For a larger installation or commercial project, write hello@woodlanders.net.
Acacia visco, now placed by botanists in the genus Parasenegalia, is a graceful, fast-growing tree from the high country of northern Argentina, Bolivia, Chile, and Peru, where it is known simply as visco or viscote. The name nods to the sticky, resinous sap the tree exudes. Unusually among its thorny relatives it is thornless, with a light, open crown of ferny, twice-divided leaves that cast a dappled, forgiving shade.

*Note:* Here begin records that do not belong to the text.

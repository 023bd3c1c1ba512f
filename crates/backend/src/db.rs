use async_trait::async_trait;
use diesel::prelude::*;
use diesel_async::{
    pooled_connection::{deadpool::Pool, AsyncDieselConnectionManager, ManagerConfig},
    AsyncPgConnection, RunQueryDsl, SimpleAsyncConnection,
};
use shared_types::ScanRecord;

use crate::models::NewScanRecord;
use crate::repository::{ScanRecordStore, StoreError};

pub type DbPool = Pool<AsyncPgConnection>;

const CREATE_SCANNED_EMAILS: &str =
    include_str!("../migrations/2024-06-01-000000_create_scanned_emails/up.sql");

async fn establish_tls_connection(config: String) -> diesel::ConnectionResult<AsyncPgConnection> {
    // Set up rustls TLS configuration
    let root_store =
        rustls::RootCertStore::from_iter(webpki_roots::TLS_SERVER_ROOTS.iter().cloned());
    let tls_config = rustls::ClientConfig::builder()
        .with_root_certificates(root_store)
        .with_no_client_auth();
    let tls = tokio_postgres_rustls::MakeRustlsConnect::new(tls_config);

    // Parse the connection string and connect with TLS
    let (client, connection) = tokio_postgres::connect(&config, tls)
        .await
        .map_err(|e| diesel::ConnectionError::BadConnection(e.to_string()))?;

    // Spawn the connection task
    tokio::spawn(async move {
        if let Err(e) = connection.await {
            tracing::error!("Connection error: {}", e);
        }
    });

    AsyncPgConnection::try_from(client).await
}

pub fn establish_connection_pool(database_url: &str, require_tls: bool) -> anyhow::Result<DbPool> {
    let config = if require_tls {
        let mut manager_config = ManagerConfig::default();
        manager_config.custom_setup =
            Box::new(|url| Box::pin(establish_tls_connection(url.to_string())));
        AsyncDieselConnectionManager::<AsyncPgConnection>::new_with_config(
            database_url,
            manager_config,
        )
    } else {
        AsyncDieselConnectionManager::<AsyncPgConnection>::new(database_url)
    };

    let pool = Pool::builder(config).build()?;

    Ok(pool)
}

/// Create the `scanned_emails` table and its index if they do not exist yet.
///
/// Also serves as the startup connectivity check.
pub async fn run_migrations(pool: &DbPool) -> anyhow::Result<()> {
    let mut conn = pool.get().await?;
    conn.batch_execute(CREATE_SCANNED_EMAILS).await?;
    Ok(())
}

async fn get_conn(
    pool: &DbPool,
) -> Result<diesel_async::pooled_connection::deadpool::Object<AsyncPgConnection>, StoreError> {
    pool.get().await.map_err(|e| StoreError::Pool(e.to_string()))
}

// Scanned email database operations
pub mod scanned_emails {
    use super::*;

    pub async fn insert(
        conn: &mut AsyncPgConnection,
        record: NewScanRecord,
    ) -> QueryResult<ScanRecord> {
        use crate::schema::scanned_emails::dsl::*;

        diesel::insert_into(scanned_emails)
            .values(&record)
            .get_result::<ScanRecord>(conn)
            .await
    }

    pub async fn find_matching(
        conn: &mut AsyncPgConnection,
        record: &NewScanRecord,
    ) -> QueryResult<Option<ScanRecord>> {
        use crate::schema::scanned_emails::dsl::*;

        scanned_emails
            .filter(user_email.eq(&record.user_email))
            .filter(subject.eq(&record.subject))
            .filter(sender.eq(&record.sender))
            .filter(date.eq(&record.date))
            .order_by(id.asc())
            .first::<ScanRecord>(conn)
            .await
            .optional()
    }

    pub async fn set_status(
        conn: &mut AsyncPgConnection,
        record_id: i32,
        status_val: &str,
        created_at_val: Option<i64>,
    ) -> QueryResult<ScanRecord> {
        use crate::schema::scanned_emails::dsl::*;

        match created_at_val {
            Some(ts) => {
                diesel::update(scanned_emails.filter(id.eq(record_id)))
                    .set((status.eq(status_val), created_at.eq(ts)))
                    .get_result::<ScanRecord>(conn)
                    .await
            }
            None => {
                diesel::update(scanned_emails.filter(id.eq(record_id)))
                    .set(status.eq(status_val))
                    .get_result::<ScanRecord>(conn)
                    .await
            }
        }
    }

    pub async fn list_by_date(
        conn: &mut AsyncPgConnection,
        user: &str,
    ) -> QueryResult<Vec<ScanRecord>> {
        use crate::schema::scanned_emails::dsl::*;

        scanned_emails
            .filter(user_email.eq(user))
            .order_by(date.desc())
            .load::<ScanRecord>(conn)
            .await
    }

    pub async fn list_by_created(
        conn: &mut AsyncPgConnection,
        user: &str,
    ) -> QueryResult<Vec<ScanRecord>> {
        use crate::schema::scanned_emails::dsl::*;

        scanned_emails
            .filter(user_email.eq(user))
            .order_by((created_at.desc(), id.desc()))
            .load::<ScanRecord>(conn)
            .await
    }
}

/// Postgres-backed scan record store
#[derive(Clone)]
pub struct PgScanStore {
    pool: DbPool,
}

impl PgScanStore {
    pub fn new(pool: DbPool) -> Self {
        Self { pool }
    }
}

#[async_trait]
impl ScanRecordStore for PgScanStore {
    async fn insert(&self, record: NewScanRecord) -> Result<ScanRecord, StoreError> {
        let mut conn = get_conn(&self.pool).await?;
        Ok(scanned_emails::insert(&mut conn, record).await?)
    }

    async fn find_matching(
        &self,
        record: &NewScanRecord,
    ) -> Result<Option<ScanRecord>, StoreError> {
        let mut conn = get_conn(&self.pool).await?;
        Ok(scanned_emails::find_matching(&mut conn, record).await?)
    }

    async fn set_status(
        &self,
        id: i32,
        status: &str,
        created_at: Option<i64>,
    ) -> Result<ScanRecord, StoreError> {
        let mut conn = get_conn(&self.pool).await?;
        match scanned_emails::set_status(&mut conn, id, status, created_at).await {
            Ok(row) => Ok(row),
            Err(diesel::result::Error::NotFound) => Err(StoreError::NotFound(id)),
            Err(e) => Err(e.into()),
        }
    }

    async fn list_by_date(&self, user_email: &str) -> Result<Vec<ScanRecord>, StoreError> {
        let mut conn = get_conn(&self.pool).await?;
        Ok(scanned_emails::list_by_date(&mut conn, user_email).await?)
    }

    async fn list_by_created(&self, user_email: &str) -> Result<Vec<ScanRecord>, StoreError> {
        let mut conn = get_conn(&self.pool).await?;
        Ok(scanned_emails::list_by_created(&mut conn, user_email).await?)
    }
}
//! Client for the external phishing classification service.
//!
//! The service takes `{"emails": [...]}` and answers with one verdict string per
//! email, in order. Bodies are stripped of all markup before they are sent.

use std::collections::HashSet;

use reqwest::Client;
use shared_types::{PredictRequest, VERDICT_ERROR};
use thiserror::Error;

#[derive(Debug, Error)]
pub enum ClassificationError {
    #[error("classification request failed: {0}")]
    Transport(#[source] reqwest::Error),

    #[error("classification service returned HTTP {status}")]
    Status { status: u16 },

    #[error("classification response is not a JSON array: {0}")]
    Decode(#[source] serde_json::Error),

    #[error("classification service returned no predictions")]
    EmptyPrediction,
}

impl ClassificationError {
    /// Whether retrying the same call later may succeed.
    pub fn is_transient(&self) -> bool {
        match self {
            ClassificationError::Transport(_) => true,
            ClassificationError::Status { status } => *status == 429 || *status >= 500,
            ClassificationError::Decode(_) | ClassificationError::EmptyPrediction => false,
        }
    }
}

/// Strip every tag from an email body. Script and style contents are dropped
/// along with their tags; text is kept, entity-escaped.
pub fn sanitize(body: &str) -> String {
    let mut builder = ammonia::Builder::empty();
    builder.clean_content_tags(HashSet::from(["script", "style"]));
    builder.clean(body).to_string()
}

#[derive(Clone)]
pub struct ClassificationClient {
    http: Client,
    url: String,
}

impl ClassificationClient {
    pub fn new(http: Client, url: impl Into<String>) -> Self {
        Self {
            http,
            url: url.into(),
        }
    }

    /// Classify all bodies with a single request.
    ///
    /// The result has exactly one slot per input. Slots the service left out or
    /// answered with something other than a string hold `"error"`.
    pub async fn classify_batch(&self, bodies: &[String]) -> Result<Vec<String>, ClassificationError> {
        if bodies.is_empty() {
            return Ok(Vec::new());
        }

        let request = PredictRequest {
            emails: bodies.iter().map(|b| sanitize(b)).collect(),
        };

        let response = self
            .http
            .post(&self.url)
            .json(&request)
            .send()
            .await
            .map_err(ClassificationError::Transport)?;

        let status = response.status();
        if !status.is_success() {
            return Err(ClassificationError::Status {
                status: status.as_u16(),
            });
        }

        let bytes = response
            .bytes()
            .await
            .map_err(ClassificationError::Transport)?;
        let predictions: Vec<serde_json::Value> =
            serde_json::from_slice(&bytes).map_err(ClassificationError::Decode)?;

        if predictions.is_empty() {
            return Err(ClassificationError::EmptyPrediction);
        }
        if predictions.len() != bodies.len() {
            tracing::warn!(
                "Classifier returned {} verdicts for {} emails",
                predictions.len(),
                bodies.len()
            );
        }

        tracing::debug!("Classified {} emails", bodies.len());
        Ok(align_verdicts(predictions, bodies.len()))
    }

    /// Classify a single body.
    pub async fn classify_one(&self, body: &str) -> Result<String, ClassificationError> {
        let mut verdicts = self.classify_batch(&[body.to_string()]).await?;
        verdicts.pop().ok_or(ClassificationError::EmptyPrediction)
    }

    /// Classify all bodies, never failing as a whole.
    ///
    /// Tries one batch first. If the batch fails, each body is sent on its own
    /// and any body that still fails gets `"error"`.
    pub async fn classify_all(&self, bodies: &[String]) -> Vec<String> {
        match self.classify_batch(bodies).await {
            Ok(verdicts) => return verdicts,
            Err(e) => {
                tracing::warn!("Batch classification failed, retrying per email: {}", e);
            }
        }

        let mut verdicts = Vec::with_capacity(bodies.len());
        for (index, body) in bodies.iter().enumerate() {
            match self.classify_one(body).await {
                Ok(verdict) => verdicts.push(verdict),
                Err(e) => {
                    tracing::warn!("Prediction failed for email {}: {}", index, e);
                    verdicts.push(VERDICT_ERROR.to_string());
                }
            }
        }
        verdicts
    }
}

/// Trim or pad `predictions` to `expected` slots, mapping non-strings to `"error"`.
fn align_verdicts(predictions: Vec<serde_json::Value>, expected: usize) -> Vec<String> {
    let mut verdicts: Vec<String> = predictions
        .into_iter()
        .take(expected)
        .map(|value| match value {
            serde_json::Value::String(label) => label,
            _ => VERDICT_ERROR.to_string(),
        })
        .collect();
    verdicts.resize(expected, VERDICT_ERROR.to_string());
    verdicts
}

In late spring the canopy fills with small, fragrant, soft-yellow flowers, a haze of bloom alive with bees, followed by flat seed pods. In its native range it is valued for timber, for fodder, and for the way it holds dry mountain soil; like other legumes it fixes nitrogen and improves the ground beneath it. It grows quickly, reaching the stature of a shade or canopy tree in relatively few years.
For the southern or warm-climate garden it makes a fine, fast specimen or light shade tree where the soil drains freely and the sun is full. Its airy foliage and thornless habit make it safe and pleasant to sit beneath, and its drought tolerance suits it to hot, sunny situations where heavier trees struggle.